On the subject of the Harvard-MIT research, Roberts admits that the interaction of light is truly novel.

“It’s still a neat scientific result. The fact that they created this spatially dependent photon-photon interaction is impressive,” Roberts said.

Even if it doesn’t lead to the invention of sci-fi weaponry, research for discovery’s sake can be a wonderful thing.

“Some people say that the most interesting thing to do is something that teaches you about nature at it’s most fundamental level,” Fairbank said. “We don’t know many times what will come of what we’re doing.”

Fairbank adds that discovery and practicality often inspire one another.

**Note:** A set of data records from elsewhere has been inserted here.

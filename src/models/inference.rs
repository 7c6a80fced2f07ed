//! Scoring engine: default-probability inference and attribution.

use crate::models::loader::{LoadedModel, ModelLoader};
use crate::training::ProbabilityModel;
use crate::types::decision::Explanation;
use anyhow::{Context, Result};
use ort::value::{DowncastableTarget, DynMapValueType, DynSequenceValueType};
use std::path::Path;
use std::sync::RwLock;
use tracing::{debug, warn};

/// Runs the exported gradient-boosting classifier over extracted feature
/// vectors and produces default probabilities plus per-feature
/// attributions.
pub struct ScoringEngine {
    /// Loaded ONNX model (RwLock because ort sessions need &mut to run)
    model: RwLock<LoadedModel>,
    /// Feature names aligned with the extraction order
    feature_names: Vec<String>,
}

impl ScoringEngine {
    /// Load the classifier and bind it to a feature naming.
    pub fn new<P: AsRef<Path>>(
        model_path: P,
        feature_names: Vec<String>,
        onnx_threads: usize,
    ) -> Result<Self> {
        let loader = ModelLoader::with_threads(onnx_threads)?;
        let model = loader.load_model(model_path, "gradient_boosting")?;
        Ok(Self {
            model: RwLock::new(model),
            feature_names,
        })
    }

    /// Number of features the engine expects per input vector.
    pub fn feature_count(&self) -> usize {
        self.feature_names.len()
    }

    /// Default probability for one feature vector.
    pub fn predict_proba(&self, features: &[f32]) -> Result<f64> {
        if features.len() != self.feature_names.len() {
            anyhow::bail!(
                "feature vector has {} entries, model expects {}",
                features.len(),
                self.feature_names.len()
            );
        }

        let mut model = self
            .model
            .write()
            .map_err(|e| anyhow::anyhow!("Lock error: {}", e))?;
        self.run_model(&mut model, features)
    }

    /// Default probabilities for a batch of feature vectors.
    pub fn predict_batch(&self, features_batch: &[Vec<f32>]) -> Result<Vec<f64>> {
        features_batch
            .iter()
            .map(|f| self.predict_proba(f))
            .collect()
    }

    /// Per-feature attribution by baseline occlusion.
    ///
    /// `base_value` is the model's output on an all-zero background;
    /// `values[i]` is the probability shift when feature `i` is occluded
    /// back to that background. Costs one model run per feature plus two.
    pub fn explain(&self, features: &[f32]) -> Result<Explanation> {
        let full = self.predict_proba(features)?;
        let base_value = self.predict_proba(&vec![0.0; features.len()])?;

        let mut values = Vec::with_capacity(features.len());
        let mut occluded = features.to_vec();
        for i in 0..features.len() {
            let original = occluded[i];
            occluded[i] = 0.0;
            let without = self.predict_proba(&occluded)?;
            occluded[i] = original;
            values.push(full - without);
        }

        Ok(Explanation {
            values,
            base_value,
            feature_names: self.feature_names.clone(),
        })
    }

    fn run_model(&self, model: &mut LoadedModel, features: &[f32]) -> Result<f64> {
        use ort::value::Tensor;

        // Input shape [1, num_features]
        let shape = vec![1_i64, features.len() as i64];
        let input_tensor = Tensor::from_array((shape, features.to_vec()))
            .context("Failed to create input tensor")?;

        let model_name = model.name.clone();

        let outputs = model
            .session
            .run(ort::inputs![&model.input_name => input_tensor])?;

        self.extract_probability(&outputs, &model.output_name, &model_name)
    }

    /// Extract the default-class probability from model output.
    ///
    /// Handles plain tensor outputs as well as the seq(map) shape that
    /// sklearn's ZipMap node emits for classifier probabilities.
    fn extract_probability(
        &self,
        outputs: &ort::session::SessionOutputs,
        output_name: &str,
        model_name: &str,
    ) -> Result<f64> {
        if let Some(output) = outputs.get(output_name) {
            let dtype = output.dtype();

            if let Ok(tensor) = output.try_extract_tensor::<f32>() {
                let (shape, data) = tensor;
                let prob = self.default_prob_from_tensor(&shape, data);
                debug!(model = %model_name, prob = prob, "Extracted from tensor");
                return Ok(prob);
            }

            if DynSequenceValueType::can_downcast(&dtype) {
                if let Ok(prob) = self.extract_from_sequence_map(output, model_name) {
                    return Ok(prob);
                }
            }
        }

        // Fallback: iterate all outputs and try extraction
        for (name, output) in outputs.iter() {
            if name.contains("label") {
                continue;
            }

            let dtype = output.dtype();

            if let Ok(tensor) = output.try_extract_tensor::<f32>() {
                let (shape, data) = tensor;
                let prob = self.default_prob_from_tensor(&shape, data);
                debug!(model = %model_name, output = %name, prob = prob, "Extracted from tensor (fallback)");
                return Ok(prob);
            }

            if DynSequenceValueType::can_downcast(&dtype) {
                if let Ok(prob) = self.extract_from_sequence_map(&output, model_name) {
                    return Ok(prob);
                }
            }
        }

        warn!(model = %model_name, "Could not extract probability, using neutral 0.5");
        Ok(0.5)
    }

    /// Extract the class-1 probability from seq(map(int64, float)).
    fn extract_from_sequence_map(
        &self,
        output: &ort::value::DynValue,
        model_name: &str,
    ) -> Result<f64> {
        let sequence = output
            .downcast_ref::<DynSequenceValueType>()
            .map_err(|e| anyhow::anyhow!("Failed to downcast to sequence: {}", e))?;

        let maps = sequence.try_extract_sequence::<DynMapValueType>()?;

        if maps.is_empty() {
            return Err(anyhow::anyhow!("Empty sequence"));
        }

        // Batch size is always 1, so the first map is the prediction.
        let map_value = &maps[0];
        let kv_pairs = map_value.try_extract_key_values::<i64, f32>()?;

        // Class 1 is the default class.
        for (class_id, prob) in &kv_pairs {
            if *class_id == 1 {
                debug!(model = %model_name, prob = *prob, "Extracted from seq(map)");
                return Ok(*prob as f64);
            }
        }

        for (class_id, prob) in &kv_pairs {
            if *class_id == 0 {
                return Ok(1.0 - *prob as f64);
            }
        }

        Err(anyhow::anyhow!("No probability found in map"))
    }

    /// Extract the default probability from tensor data.
    fn default_prob_from_tensor(&self, shape: &ort::value::Shape, data: &[f32]) -> f64 {
        let dims: Vec<i64> = shape.iter().copied().collect();

        if dims.len() == 2 {
            let num_classes = dims[1] as usize;
            if num_classes >= 2 {
                // [batch, num_classes]: default class at index 1
                return data[1] as f64;
            } else if num_classes == 1 {
                return data[0] as f64;
            }
        } else if dims.len() == 1 {
            let num_classes = dims[0] as usize;
            if num_classes >= 2 {
                return data[1] as f64;
            } else if num_classes == 1 {
                return data[0] as f64;
            }
        }

        data.last().map(|&v| v as f64).unwrap_or(0.5)
    }
}

impl ProbabilityModel for ScoringEngine {
    fn predict_proba(&self, features: &[f32]) -> Result<f64> {
        ScoringEngine::predict_proba(self, features)
    }
}

#[cfg(test)]
mod tests {
    // Inference tests require an exported ONNX model file; probability
    // extraction paths are covered end to end by the calibrate tool run
    // against a real export.
}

“When you’re doing something fundamental, in order to do that, you often create new practical things,” Fairbank said. “Similarly when you’re doing something practical, by accident you make a fundamental discovery.”

While Roberts does not aim to build a device with his research, he tries to push the understanding of a very fundamental branch of physics. He said pushing the limits is the best way to test understanding of something.

“Yes, you have this sort of general picture of how these things work,” Roberts said. “Now you’re going to go to the point where you’re going to break the assumptions and see what happens.”